Available records ::
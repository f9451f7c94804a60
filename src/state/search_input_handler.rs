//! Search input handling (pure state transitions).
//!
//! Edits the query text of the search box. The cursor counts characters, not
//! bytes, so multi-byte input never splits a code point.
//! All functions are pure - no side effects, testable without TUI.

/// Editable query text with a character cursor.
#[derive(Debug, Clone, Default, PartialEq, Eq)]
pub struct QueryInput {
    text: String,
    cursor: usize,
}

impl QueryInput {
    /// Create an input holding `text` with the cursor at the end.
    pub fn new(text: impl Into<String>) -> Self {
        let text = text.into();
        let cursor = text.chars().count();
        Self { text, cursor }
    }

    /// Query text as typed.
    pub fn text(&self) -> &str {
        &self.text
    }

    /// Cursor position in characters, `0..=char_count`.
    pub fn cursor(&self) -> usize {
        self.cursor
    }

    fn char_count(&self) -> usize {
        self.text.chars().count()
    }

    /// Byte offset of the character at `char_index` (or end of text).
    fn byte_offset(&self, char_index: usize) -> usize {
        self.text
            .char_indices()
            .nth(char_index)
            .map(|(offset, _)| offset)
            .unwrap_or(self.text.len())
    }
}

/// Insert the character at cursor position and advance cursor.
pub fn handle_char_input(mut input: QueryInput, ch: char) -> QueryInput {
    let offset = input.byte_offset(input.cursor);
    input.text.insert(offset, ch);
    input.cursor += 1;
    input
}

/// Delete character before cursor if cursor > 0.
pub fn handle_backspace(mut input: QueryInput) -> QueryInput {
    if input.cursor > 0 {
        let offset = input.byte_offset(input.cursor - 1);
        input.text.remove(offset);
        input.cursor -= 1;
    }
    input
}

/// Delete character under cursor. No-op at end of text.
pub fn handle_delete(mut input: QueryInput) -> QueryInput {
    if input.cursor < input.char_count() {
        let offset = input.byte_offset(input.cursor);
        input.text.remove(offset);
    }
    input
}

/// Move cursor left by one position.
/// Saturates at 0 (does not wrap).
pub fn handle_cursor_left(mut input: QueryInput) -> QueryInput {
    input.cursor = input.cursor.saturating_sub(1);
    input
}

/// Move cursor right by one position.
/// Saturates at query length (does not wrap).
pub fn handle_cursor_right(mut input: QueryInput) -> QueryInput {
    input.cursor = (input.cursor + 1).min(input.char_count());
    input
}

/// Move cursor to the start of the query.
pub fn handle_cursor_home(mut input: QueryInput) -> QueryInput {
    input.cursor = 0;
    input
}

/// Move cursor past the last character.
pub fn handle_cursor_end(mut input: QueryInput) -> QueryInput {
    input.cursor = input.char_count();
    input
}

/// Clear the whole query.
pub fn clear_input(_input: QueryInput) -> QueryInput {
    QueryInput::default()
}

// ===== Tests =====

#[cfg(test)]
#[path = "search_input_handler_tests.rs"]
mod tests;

Exercise requirements ::
Only the lines holding the word "QueryInput" belong in the answer; copy them from the listing above.

Exercise answer ::
pub struct QueryInput {
impl QueryInput {
pub fn handle_char_input(mut input: QueryInput, ch: char) -> QueryInput {
pub fn handle_backspace(mut input: QueryInput) -> QueryInput {
pub fn handle_delete(mut input: QueryInput) -> QueryInput {
pub fn handle_cursor_left(mut input: QueryInput) -> QueryInput {
pub fn handle_cursor_right(mut input: QueryInput) -> QueryInput {
pub fn handle_cursor_home(mut input: QueryInput) -> QueryInput {
pub fn handle_cursor_end(mut input: QueryInput) -> QueryInput {
pub fn clear_input(_input: QueryInput) -> QueryInput {
    QueryInput::default()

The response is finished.